Available data »
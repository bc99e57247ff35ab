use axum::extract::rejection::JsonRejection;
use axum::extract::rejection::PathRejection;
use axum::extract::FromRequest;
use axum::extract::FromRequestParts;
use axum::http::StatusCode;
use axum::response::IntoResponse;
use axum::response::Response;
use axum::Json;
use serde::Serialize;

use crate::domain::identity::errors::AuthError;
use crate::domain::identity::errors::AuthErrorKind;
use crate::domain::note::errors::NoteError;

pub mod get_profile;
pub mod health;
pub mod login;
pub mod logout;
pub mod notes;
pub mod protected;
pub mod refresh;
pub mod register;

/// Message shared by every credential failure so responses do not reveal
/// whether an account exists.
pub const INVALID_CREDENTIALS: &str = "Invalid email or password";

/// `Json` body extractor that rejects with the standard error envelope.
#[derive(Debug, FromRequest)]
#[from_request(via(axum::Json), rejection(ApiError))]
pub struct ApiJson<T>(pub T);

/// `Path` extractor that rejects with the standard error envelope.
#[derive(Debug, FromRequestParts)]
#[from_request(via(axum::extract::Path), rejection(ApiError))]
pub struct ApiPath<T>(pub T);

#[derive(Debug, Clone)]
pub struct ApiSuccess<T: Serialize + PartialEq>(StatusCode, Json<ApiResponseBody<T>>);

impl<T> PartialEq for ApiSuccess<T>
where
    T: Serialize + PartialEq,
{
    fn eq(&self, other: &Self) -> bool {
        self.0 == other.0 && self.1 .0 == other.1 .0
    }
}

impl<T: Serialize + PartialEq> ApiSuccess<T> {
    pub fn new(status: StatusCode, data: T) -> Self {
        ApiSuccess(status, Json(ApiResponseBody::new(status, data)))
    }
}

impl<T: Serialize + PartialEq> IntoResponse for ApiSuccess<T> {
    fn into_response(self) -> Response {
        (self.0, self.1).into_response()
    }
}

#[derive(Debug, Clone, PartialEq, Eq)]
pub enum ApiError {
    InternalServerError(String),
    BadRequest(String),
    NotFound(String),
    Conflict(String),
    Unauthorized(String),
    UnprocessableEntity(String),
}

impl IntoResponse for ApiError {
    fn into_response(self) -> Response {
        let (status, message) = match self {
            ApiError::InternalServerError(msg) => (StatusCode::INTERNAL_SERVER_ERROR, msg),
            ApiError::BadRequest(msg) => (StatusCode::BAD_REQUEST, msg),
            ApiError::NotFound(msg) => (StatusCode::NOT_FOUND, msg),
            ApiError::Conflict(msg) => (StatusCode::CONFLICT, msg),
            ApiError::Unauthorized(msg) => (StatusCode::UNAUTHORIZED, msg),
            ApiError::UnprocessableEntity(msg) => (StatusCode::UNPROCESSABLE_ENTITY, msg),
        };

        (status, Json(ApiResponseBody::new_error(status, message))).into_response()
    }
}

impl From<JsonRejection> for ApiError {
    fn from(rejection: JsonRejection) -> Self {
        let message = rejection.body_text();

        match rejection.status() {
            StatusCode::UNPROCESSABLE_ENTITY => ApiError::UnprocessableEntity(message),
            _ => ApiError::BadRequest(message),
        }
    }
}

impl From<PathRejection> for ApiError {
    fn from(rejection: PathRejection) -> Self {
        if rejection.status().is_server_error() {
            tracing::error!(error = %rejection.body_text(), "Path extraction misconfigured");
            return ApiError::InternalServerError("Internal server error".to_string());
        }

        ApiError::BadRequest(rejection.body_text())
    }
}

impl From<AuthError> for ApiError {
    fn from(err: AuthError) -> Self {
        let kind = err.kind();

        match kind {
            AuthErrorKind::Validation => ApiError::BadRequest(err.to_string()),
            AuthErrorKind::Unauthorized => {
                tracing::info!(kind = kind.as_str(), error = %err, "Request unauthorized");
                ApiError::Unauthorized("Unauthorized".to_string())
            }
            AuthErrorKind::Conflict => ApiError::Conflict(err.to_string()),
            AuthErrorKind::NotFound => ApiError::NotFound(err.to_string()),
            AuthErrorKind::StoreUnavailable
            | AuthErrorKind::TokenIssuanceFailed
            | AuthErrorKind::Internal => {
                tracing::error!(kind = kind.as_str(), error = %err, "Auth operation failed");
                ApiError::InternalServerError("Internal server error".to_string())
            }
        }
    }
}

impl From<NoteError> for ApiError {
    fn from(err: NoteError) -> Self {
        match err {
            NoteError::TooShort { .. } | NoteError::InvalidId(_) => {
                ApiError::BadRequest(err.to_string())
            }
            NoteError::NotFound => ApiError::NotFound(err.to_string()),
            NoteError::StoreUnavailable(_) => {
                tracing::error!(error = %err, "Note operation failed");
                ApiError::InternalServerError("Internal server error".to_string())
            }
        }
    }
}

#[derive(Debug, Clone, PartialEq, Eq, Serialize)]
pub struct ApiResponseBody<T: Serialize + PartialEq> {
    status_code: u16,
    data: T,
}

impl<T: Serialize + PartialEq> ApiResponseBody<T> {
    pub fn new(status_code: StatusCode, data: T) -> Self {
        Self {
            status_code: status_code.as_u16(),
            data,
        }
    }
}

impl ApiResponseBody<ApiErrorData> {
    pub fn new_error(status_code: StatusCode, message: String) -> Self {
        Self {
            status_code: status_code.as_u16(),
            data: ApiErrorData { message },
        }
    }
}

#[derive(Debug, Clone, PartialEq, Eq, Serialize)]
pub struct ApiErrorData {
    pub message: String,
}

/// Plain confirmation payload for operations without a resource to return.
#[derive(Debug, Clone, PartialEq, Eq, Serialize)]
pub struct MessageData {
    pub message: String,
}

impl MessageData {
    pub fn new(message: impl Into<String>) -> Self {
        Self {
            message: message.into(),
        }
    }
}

What you are asked to do » Would you output every line of the listing exactly as given?

Expected answer »
repository bc99e57247ff35ab
use axum::extract::rejection::JsonRejection;
use axum::extract::rejection::PathRejection;
use axum::extract::FromRequest;
use axum::extract::FromRequestParts;
use axum::http::StatusCode;
use axum::response::IntoResponse;
use axum::response::Response;
use axum::Json;
use serde::Serialize;

use crate::domain::identity::errors::AuthError;
use crate::domain::identity::errors::AuthErrorKind;
use crate::domain::note::errors::NoteError;

pub mod get_profile;
pub mod health;
pub mod login;
pub mod logout;
pub mod notes;
pub mod protected;
pub mod refresh;
pub mod register;

/// Message shared by every credential failure so responses do not reveal
/// whether an account exists.
pub const INVALID_CREDENTIALS: &str = "Invalid email or password";

/// `Json` body extractor that rejects with the standard error envelope.
#[derive(Debug, FromRequest)]
#[from_request(via(axum::Json), rejection(ApiError))]
pub struct ApiJson<T>(pub T);

/// `Path` extractor that rejects with the standard error envelope.
#[derive(Debug, FromRequestParts)]
#[from_request(via(axum::extract::Path), rejection(ApiError))]
pub struct ApiPath<T>(pub T);

#[derive(Debug, Clone)]
pub struct ApiSuccess<T: Serialize + PartialEq>(StatusCode, Json<ApiResponseBody<T>>);

impl<T> PartialEq for ApiSuccess<T>
where
    T: Serialize + PartialEq,
{
    fn eq(&self, other: &Self) -> bool {
        self.0 == other.0 && self.1 .0 == other.1 .0
    }
}

impl<T: Serialize + PartialEq> ApiSuccess<T> {
    pub fn new(status: StatusCode, data: T) -> Self {
        ApiSuccess(status, Json(ApiResponseBody::new(status, data)))
    }
}

impl<T: Serialize + PartialEq> IntoResponse for ApiSuccess<T> {
    fn into_response(self) -> Response {
        (self.0, self.1).into_response()
    }
}

#[derive(Debug, Clone, PartialEq, Eq)]
pub enum ApiError {
    InternalServerError(String),
    BadRequest(String),
    NotFound(String),
    Conflict(String),
    Unauthorized(String),
    UnprocessableEntity(String),
}

impl IntoResponse for ApiError {
    fn into_response(self) -> Response {
        let (status, message) = match self {
            ApiError::InternalServerError(msg) => (StatusCode::INTERNAL_SERVER_ERROR, msg),
            ApiError::BadRequest(msg) => (StatusCode::BAD_REQUEST, msg),
            ApiError::NotFound(msg) => (StatusCode::NOT_FOUND, msg),
            ApiError::Conflict(msg) => (StatusCode::CONFLICT, msg),
            ApiError::Unauthorized(msg) => (StatusCode::UNAUTHORIZED, msg),
            ApiError::UnprocessableEntity(msg) => (StatusCode::UNPROCESSABLE_ENTITY, msg),
        };

        (status, Json(ApiResponseBody::new_error(status, message))).into_response()
    }
}

impl From<JsonRejection> for ApiError {
    fn from(rejection: JsonRejection) -> Self {
        let message = rejection.body_text();

        match rejection.status() {
            StatusCode::UNPROCESSABLE_ENTITY => ApiError::UnprocessableEntity(message),
            _ => ApiError::BadRequest(message),
        }
    }
}

impl From<PathRejection> for ApiError {
    fn from(rejection: PathRejection) -> Self {
        if rejection.status().is_server_error() {
            tracing::error!(error = %rejection.body_text(), "Path extraction misconfigured");
            return ApiError::InternalServerError("Internal server error".to_string());
        }

        ApiError::BadRequest(rejection.body_text())
    }
}

impl From<AuthError> for ApiError {
    fn from(err: AuthError) -> Self {
        let kind = err.kind();

        match kind {
            AuthErrorKind::Validation => ApiError::BadRequest(err.to_string()),
            AuthErrorKind::Unauthorized => {
                tracing::info!(kind = kind.as_str(), error = %err, "Request unauthorized");
                ApiError::Unauthorized("Unauthorized".to_string())
            }
            AuthErrorKind::Conflict => ApiError::Conflict(err.to_string()),
            AuthErrorKind::NotFound => ApiError::NotFound(err.to_string()),
            AuthErrorKind::StoreUnavailable
            | AuthErrorKind::TokenIssuanceFailed
            | AuthErrorKind::Internal => {
                tracing::error!(kind = kind.as_str(), error = %err, "Auth operation failed");
                ApiError::InternalServerError("Internal server error".to_string())
            }
        }
    }
}

impl From<NoteError> for ApiError {
    fn from(err: NoteError) -> Self {
        match err {
            NoteError::TooShort { .. } | NoteError::InvalidId(_) => {
                ApiError::BadRequest(err.to_string())
            }
            NoteError::NotFound => ApiError::NotFound(err.to_string()),
            NoteError::StoreUnavailable(_) => {
                tracing::error!(error = %err, "Note operation failed");
                ApiError::InternalServerError("Internal server error".to_string())
            }
        }
    }
}

#[derive(Debug, Clone, PartialEq, Eq, Serialize)]
pub struct ApiResponseBody<T: Serialize + PartialEq> {
    status_code: u16,
    data: T,
}

impl<T: Serialize + PartialEq> ApiResponseBody<T> {
    pub fn new(status_code: StatusCode, data: T) -> Self {
        Self {
            status_code: status_code.as_u16(),
            data,
        }
    }
}

impl ApiResponseBody<ApiErrorData> {
    pub fn new_error(status_code: StatusCode, message: String) -> Self {
        Self {
            status_code: status_code.as_u16(),
            data: ApiErrorData { message },
        }
    }
}

#[derive(Debug, Clone, PartialEq, Eq, Serialize)]
pub struct ApiErrorData {
    pub message: String,
}

/// Plain confirmation payload for operations without a resource to return.
#[derive(Debug, Clone, PartialEq, Eq, Serialize)]
pub struct MessageData {
    pub message: String,
}

impl MessageData {
    pub fn new(message: impl Into<String>) -> Self {
        Self {
            message: message.into(),
        }
    }
}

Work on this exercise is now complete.